Work item —
Whenever the word "ExperimentReport" appears in a line of the data below, copy that line.

── Records for this exercise

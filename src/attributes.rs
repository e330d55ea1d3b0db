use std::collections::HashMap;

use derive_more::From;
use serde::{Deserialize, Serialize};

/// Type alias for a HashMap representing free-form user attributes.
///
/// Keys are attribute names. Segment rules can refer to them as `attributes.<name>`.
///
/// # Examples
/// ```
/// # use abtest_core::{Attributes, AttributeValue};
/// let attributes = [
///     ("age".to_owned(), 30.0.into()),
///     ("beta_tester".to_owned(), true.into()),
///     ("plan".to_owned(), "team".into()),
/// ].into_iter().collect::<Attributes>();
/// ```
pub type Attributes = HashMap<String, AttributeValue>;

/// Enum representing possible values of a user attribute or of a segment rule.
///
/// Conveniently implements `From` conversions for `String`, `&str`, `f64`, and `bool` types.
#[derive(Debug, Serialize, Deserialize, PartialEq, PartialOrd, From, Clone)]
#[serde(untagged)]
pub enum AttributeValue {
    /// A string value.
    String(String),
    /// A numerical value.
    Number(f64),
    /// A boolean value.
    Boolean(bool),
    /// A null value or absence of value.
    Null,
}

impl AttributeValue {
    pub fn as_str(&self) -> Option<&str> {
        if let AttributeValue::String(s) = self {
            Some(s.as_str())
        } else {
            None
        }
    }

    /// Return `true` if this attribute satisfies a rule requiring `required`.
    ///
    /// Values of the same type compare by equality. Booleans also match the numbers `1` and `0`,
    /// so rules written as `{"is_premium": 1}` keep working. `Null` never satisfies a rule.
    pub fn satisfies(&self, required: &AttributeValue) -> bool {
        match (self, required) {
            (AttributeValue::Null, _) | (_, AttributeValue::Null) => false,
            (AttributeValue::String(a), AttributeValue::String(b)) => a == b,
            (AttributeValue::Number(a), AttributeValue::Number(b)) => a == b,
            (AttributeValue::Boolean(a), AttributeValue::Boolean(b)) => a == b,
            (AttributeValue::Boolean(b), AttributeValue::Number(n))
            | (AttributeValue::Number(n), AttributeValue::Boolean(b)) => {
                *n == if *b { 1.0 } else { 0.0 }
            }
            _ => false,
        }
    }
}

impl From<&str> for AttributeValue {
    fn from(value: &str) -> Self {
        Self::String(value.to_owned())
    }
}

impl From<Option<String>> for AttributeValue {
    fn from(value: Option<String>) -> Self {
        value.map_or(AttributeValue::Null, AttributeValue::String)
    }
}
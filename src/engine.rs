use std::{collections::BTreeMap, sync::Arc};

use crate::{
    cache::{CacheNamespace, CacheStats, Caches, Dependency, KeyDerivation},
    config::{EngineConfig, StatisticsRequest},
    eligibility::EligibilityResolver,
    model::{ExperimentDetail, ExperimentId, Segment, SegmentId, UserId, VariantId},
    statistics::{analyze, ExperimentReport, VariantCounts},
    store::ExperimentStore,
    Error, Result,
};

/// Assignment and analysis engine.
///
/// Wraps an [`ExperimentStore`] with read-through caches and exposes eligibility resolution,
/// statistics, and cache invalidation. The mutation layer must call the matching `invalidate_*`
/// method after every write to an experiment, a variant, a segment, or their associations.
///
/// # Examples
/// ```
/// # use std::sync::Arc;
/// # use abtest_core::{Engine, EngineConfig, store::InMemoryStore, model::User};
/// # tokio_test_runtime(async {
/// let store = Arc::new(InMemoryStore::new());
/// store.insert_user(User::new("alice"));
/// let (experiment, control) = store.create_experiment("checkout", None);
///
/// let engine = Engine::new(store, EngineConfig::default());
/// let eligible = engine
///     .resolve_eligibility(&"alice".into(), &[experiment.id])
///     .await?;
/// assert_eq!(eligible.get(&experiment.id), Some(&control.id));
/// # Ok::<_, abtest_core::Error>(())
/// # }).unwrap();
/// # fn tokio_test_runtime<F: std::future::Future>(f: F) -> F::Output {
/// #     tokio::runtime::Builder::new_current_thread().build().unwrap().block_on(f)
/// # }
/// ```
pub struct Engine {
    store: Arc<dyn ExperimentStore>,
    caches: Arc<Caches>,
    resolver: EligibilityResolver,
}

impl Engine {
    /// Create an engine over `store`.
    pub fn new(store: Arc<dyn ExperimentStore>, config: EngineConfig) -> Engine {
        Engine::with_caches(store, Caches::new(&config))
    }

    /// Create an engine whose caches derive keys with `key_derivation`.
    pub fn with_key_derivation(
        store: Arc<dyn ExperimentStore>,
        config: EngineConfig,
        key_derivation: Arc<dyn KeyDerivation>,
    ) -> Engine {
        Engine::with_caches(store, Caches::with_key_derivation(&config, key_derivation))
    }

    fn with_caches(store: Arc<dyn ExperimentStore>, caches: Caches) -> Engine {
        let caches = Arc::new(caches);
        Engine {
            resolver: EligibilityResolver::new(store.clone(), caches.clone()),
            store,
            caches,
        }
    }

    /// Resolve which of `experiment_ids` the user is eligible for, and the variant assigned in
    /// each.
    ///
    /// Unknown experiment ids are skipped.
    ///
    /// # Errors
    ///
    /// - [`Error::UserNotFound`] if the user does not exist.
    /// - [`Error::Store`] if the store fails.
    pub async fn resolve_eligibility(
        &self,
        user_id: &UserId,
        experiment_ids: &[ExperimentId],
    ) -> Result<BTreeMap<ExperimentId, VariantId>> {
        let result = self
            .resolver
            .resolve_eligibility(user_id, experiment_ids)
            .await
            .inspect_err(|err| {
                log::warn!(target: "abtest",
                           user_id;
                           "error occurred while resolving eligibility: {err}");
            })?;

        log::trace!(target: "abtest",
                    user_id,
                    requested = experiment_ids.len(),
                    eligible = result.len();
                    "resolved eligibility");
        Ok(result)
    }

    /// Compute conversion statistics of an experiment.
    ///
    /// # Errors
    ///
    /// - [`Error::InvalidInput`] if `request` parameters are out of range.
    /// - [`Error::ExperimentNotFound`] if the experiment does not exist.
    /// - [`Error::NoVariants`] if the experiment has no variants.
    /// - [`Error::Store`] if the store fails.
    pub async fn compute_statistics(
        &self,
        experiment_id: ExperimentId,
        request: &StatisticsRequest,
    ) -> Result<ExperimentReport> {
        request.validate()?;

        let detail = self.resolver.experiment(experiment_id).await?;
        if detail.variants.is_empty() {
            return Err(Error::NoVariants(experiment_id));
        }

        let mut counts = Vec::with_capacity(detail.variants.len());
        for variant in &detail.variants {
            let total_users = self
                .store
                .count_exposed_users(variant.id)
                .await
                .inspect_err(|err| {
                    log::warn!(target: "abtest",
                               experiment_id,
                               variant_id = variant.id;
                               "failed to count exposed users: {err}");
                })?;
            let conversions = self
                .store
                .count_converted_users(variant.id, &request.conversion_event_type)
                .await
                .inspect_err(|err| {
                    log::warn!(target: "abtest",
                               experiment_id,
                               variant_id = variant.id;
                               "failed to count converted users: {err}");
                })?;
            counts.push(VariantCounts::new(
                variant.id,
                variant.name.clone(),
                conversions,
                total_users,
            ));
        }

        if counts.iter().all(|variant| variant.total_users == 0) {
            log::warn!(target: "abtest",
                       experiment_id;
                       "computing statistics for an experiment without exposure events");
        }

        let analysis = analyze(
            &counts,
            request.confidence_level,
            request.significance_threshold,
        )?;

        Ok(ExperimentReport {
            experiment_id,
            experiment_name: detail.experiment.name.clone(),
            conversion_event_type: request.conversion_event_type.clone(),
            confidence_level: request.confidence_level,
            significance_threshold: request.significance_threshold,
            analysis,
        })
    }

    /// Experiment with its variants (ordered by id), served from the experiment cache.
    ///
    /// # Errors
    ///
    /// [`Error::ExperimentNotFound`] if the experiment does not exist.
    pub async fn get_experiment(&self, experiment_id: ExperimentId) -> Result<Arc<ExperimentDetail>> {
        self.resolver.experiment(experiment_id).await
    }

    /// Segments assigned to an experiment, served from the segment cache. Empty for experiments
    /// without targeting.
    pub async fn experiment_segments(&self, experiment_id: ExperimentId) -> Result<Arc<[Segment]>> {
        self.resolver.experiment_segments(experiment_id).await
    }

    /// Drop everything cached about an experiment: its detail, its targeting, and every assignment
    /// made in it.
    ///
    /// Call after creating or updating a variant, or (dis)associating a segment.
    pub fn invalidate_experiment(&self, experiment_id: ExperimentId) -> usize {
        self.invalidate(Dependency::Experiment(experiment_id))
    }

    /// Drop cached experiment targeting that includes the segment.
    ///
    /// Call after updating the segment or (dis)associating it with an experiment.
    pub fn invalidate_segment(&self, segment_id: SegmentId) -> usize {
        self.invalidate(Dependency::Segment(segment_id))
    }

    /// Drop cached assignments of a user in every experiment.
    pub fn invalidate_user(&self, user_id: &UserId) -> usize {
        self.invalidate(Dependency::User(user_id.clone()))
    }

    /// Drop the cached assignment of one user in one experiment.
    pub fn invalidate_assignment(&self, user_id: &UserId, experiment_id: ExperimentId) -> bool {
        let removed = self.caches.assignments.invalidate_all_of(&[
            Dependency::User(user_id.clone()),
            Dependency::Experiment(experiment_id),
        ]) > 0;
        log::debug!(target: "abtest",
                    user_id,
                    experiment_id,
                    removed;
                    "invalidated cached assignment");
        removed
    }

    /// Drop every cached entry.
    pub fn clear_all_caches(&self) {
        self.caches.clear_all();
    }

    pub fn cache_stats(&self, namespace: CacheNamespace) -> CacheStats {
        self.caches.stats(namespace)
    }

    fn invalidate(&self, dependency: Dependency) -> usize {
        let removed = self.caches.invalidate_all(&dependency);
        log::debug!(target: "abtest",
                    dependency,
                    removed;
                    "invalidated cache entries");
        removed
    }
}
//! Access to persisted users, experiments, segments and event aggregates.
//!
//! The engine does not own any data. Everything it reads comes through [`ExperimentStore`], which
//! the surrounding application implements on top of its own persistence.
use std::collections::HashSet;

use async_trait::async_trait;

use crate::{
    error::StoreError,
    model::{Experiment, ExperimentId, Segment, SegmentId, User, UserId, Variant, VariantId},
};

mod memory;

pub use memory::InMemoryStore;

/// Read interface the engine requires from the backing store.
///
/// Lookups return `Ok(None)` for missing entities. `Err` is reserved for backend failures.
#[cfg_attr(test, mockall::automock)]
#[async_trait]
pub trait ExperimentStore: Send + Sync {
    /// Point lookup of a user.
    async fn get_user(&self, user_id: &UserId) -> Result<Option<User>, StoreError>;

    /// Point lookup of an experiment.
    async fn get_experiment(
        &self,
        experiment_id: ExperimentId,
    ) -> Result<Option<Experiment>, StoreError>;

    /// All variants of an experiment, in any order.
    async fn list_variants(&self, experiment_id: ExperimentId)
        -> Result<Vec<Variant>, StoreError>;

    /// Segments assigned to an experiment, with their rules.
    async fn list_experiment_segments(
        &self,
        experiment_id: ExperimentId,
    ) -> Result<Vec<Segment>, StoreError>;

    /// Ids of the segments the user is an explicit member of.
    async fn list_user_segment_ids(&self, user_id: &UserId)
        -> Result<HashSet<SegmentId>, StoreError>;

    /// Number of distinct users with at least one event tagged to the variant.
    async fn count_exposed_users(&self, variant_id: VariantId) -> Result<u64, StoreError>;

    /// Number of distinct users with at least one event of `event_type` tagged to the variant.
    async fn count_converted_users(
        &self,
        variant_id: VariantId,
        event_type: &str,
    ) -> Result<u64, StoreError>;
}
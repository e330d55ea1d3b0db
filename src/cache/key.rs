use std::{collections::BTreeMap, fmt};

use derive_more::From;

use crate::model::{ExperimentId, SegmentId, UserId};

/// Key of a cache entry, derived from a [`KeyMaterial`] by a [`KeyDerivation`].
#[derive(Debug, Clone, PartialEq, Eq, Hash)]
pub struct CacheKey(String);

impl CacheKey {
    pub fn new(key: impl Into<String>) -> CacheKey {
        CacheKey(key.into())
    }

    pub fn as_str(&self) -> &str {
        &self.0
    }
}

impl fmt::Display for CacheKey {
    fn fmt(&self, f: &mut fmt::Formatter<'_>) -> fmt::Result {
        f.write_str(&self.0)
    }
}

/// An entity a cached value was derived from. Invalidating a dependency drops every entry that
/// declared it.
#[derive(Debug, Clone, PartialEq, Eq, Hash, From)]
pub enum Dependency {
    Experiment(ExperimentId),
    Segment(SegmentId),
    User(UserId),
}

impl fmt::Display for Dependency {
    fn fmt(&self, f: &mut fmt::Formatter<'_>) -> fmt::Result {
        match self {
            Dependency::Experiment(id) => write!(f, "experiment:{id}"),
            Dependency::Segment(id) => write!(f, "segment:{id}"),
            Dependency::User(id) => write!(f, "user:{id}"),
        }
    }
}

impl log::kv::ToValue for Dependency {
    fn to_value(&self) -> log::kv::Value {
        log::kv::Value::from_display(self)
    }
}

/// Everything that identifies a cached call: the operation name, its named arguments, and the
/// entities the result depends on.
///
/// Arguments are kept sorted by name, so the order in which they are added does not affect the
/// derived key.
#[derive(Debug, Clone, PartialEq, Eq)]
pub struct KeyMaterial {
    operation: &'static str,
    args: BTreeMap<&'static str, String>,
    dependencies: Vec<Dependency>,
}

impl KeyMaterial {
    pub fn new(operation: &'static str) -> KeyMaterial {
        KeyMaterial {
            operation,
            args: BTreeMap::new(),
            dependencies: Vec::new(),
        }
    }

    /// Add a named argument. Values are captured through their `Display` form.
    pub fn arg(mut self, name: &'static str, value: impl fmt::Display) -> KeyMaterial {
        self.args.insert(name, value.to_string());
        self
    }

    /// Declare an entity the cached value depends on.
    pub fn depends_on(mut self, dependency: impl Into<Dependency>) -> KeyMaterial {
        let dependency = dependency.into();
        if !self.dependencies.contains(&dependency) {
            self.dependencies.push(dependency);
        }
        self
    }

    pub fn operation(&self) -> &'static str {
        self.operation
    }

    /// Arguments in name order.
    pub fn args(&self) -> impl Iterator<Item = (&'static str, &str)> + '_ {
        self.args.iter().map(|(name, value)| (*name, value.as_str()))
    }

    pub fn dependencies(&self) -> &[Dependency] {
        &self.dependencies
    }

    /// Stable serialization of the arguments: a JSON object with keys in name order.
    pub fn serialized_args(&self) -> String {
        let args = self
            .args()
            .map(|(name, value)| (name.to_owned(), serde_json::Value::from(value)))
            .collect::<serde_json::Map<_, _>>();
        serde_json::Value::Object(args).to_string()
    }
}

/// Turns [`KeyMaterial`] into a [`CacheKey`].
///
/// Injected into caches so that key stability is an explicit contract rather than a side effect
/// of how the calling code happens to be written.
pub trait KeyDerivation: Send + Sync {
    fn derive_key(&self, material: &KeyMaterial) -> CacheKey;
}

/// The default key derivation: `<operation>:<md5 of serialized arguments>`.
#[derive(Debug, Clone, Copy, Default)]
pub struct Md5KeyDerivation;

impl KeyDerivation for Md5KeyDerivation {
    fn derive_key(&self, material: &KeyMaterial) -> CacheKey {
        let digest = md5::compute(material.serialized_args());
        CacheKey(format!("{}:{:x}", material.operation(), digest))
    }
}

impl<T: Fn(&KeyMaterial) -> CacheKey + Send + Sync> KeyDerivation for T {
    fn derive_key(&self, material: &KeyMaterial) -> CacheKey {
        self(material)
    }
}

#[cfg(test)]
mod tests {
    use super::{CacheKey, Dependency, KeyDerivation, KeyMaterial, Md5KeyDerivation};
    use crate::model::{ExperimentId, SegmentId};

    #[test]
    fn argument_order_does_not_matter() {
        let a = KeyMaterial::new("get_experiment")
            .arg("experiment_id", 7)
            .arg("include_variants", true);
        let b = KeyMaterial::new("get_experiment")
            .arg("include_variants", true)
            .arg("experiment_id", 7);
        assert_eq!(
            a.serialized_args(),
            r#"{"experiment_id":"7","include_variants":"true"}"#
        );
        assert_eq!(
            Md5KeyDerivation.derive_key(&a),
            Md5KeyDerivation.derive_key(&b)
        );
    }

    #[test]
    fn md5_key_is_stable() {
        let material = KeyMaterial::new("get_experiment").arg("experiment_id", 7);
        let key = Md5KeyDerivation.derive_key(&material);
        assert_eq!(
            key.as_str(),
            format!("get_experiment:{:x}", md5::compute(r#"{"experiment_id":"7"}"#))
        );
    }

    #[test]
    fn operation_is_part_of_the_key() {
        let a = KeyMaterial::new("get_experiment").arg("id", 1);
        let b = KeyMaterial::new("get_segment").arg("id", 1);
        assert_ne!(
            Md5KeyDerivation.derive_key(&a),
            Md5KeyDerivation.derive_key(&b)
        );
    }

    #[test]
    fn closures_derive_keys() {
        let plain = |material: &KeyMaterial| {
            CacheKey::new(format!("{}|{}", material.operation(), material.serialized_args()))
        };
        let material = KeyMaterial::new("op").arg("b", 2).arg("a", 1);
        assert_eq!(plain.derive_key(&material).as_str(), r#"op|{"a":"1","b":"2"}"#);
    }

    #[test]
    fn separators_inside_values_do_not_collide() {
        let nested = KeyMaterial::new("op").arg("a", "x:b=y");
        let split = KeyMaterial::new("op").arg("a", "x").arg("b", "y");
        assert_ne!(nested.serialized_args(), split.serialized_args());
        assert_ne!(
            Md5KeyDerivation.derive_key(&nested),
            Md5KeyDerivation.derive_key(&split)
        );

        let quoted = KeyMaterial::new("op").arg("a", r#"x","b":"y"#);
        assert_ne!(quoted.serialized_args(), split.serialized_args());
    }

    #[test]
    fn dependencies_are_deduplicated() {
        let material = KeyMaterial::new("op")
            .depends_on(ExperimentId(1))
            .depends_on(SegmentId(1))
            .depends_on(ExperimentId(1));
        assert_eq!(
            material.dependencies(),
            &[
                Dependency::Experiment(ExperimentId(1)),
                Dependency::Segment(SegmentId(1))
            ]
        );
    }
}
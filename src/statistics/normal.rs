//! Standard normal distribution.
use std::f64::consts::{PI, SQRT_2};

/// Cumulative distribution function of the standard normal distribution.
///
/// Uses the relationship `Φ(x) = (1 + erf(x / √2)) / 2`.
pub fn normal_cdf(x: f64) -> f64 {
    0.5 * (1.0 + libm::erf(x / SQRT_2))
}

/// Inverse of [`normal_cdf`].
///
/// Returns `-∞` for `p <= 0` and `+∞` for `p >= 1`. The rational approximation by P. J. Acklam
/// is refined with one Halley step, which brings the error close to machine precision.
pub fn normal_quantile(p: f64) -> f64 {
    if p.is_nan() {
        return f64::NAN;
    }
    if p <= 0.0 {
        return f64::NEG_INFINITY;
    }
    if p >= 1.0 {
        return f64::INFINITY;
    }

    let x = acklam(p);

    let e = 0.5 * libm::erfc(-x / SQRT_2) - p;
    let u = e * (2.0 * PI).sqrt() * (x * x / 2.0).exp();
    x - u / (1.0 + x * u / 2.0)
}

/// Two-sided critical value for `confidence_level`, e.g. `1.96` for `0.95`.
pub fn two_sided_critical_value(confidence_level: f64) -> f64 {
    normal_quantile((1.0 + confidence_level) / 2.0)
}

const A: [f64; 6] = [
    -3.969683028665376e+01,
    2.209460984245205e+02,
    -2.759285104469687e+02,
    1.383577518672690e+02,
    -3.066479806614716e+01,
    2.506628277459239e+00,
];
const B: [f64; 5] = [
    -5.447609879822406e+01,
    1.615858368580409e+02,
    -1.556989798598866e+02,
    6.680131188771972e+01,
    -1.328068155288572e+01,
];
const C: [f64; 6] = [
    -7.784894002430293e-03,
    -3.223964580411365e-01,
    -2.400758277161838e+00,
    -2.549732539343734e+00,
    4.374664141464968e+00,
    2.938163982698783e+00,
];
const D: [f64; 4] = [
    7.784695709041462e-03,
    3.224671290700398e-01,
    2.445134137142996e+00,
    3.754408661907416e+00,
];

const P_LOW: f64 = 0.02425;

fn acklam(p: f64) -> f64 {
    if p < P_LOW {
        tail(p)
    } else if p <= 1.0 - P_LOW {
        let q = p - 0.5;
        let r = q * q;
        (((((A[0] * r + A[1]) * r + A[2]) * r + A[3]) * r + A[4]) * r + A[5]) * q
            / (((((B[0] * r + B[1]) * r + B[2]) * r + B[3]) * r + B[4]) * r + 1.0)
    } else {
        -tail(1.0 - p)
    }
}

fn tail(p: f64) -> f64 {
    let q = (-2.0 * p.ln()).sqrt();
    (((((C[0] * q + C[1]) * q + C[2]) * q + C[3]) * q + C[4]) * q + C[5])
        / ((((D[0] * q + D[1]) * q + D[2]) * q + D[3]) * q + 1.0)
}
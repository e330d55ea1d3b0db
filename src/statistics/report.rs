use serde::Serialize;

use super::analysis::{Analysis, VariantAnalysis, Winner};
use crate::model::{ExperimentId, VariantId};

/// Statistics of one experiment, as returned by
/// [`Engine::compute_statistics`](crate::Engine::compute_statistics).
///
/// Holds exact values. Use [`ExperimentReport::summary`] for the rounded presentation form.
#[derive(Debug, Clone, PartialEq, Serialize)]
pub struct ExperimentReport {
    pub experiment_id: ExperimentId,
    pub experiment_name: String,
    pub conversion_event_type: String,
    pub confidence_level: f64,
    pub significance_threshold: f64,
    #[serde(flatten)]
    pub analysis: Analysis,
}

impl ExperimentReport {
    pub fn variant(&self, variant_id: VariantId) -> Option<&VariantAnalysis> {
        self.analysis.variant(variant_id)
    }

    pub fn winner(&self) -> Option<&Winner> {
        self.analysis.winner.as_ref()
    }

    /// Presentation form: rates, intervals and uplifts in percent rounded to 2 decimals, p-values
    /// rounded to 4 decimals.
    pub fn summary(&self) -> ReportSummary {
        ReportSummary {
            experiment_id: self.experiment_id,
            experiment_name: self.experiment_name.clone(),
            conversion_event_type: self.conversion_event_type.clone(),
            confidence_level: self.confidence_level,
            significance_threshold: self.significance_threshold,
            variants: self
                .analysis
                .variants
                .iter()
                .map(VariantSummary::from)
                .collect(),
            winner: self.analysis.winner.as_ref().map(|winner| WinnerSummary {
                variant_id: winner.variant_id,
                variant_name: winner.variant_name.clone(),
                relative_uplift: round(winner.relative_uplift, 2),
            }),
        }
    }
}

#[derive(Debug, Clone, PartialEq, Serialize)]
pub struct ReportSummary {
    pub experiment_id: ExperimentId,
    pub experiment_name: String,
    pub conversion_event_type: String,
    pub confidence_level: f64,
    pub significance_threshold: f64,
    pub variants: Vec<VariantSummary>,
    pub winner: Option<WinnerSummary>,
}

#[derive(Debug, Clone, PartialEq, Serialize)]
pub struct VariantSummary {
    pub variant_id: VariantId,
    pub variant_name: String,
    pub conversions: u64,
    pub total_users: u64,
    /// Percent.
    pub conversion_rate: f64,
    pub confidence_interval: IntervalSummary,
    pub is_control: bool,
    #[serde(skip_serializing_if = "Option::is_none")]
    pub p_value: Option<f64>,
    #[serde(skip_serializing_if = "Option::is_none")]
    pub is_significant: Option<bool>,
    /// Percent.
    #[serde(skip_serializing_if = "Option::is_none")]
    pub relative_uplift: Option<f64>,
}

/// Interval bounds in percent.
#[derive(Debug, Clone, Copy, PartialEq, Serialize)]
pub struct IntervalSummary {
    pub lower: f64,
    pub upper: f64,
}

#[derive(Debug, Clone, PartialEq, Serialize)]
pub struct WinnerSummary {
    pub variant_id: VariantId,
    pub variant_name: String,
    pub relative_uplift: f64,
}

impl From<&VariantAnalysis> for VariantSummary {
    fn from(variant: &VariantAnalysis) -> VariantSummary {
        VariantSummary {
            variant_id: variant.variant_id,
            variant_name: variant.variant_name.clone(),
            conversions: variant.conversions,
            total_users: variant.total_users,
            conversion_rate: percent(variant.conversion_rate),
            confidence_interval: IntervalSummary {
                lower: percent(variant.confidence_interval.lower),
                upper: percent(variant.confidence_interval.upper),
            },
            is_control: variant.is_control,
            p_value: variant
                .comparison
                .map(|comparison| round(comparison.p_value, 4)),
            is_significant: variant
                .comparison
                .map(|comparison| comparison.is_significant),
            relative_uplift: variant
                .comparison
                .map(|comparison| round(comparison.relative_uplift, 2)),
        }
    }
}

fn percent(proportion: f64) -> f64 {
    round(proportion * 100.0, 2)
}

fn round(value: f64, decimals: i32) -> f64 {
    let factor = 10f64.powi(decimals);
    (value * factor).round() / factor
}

────

Response box —
    statistics::{analyze, ExperimentReport, VariantCounts},
    ) -> Result<ExperimentReport> {
        Ok(ExperimentReport {
/// Holds exact values. Use [`ExperimentReport::summary`] for the rounded presentation form.
pub struct ExperimentReport {
impl ExperimentReport {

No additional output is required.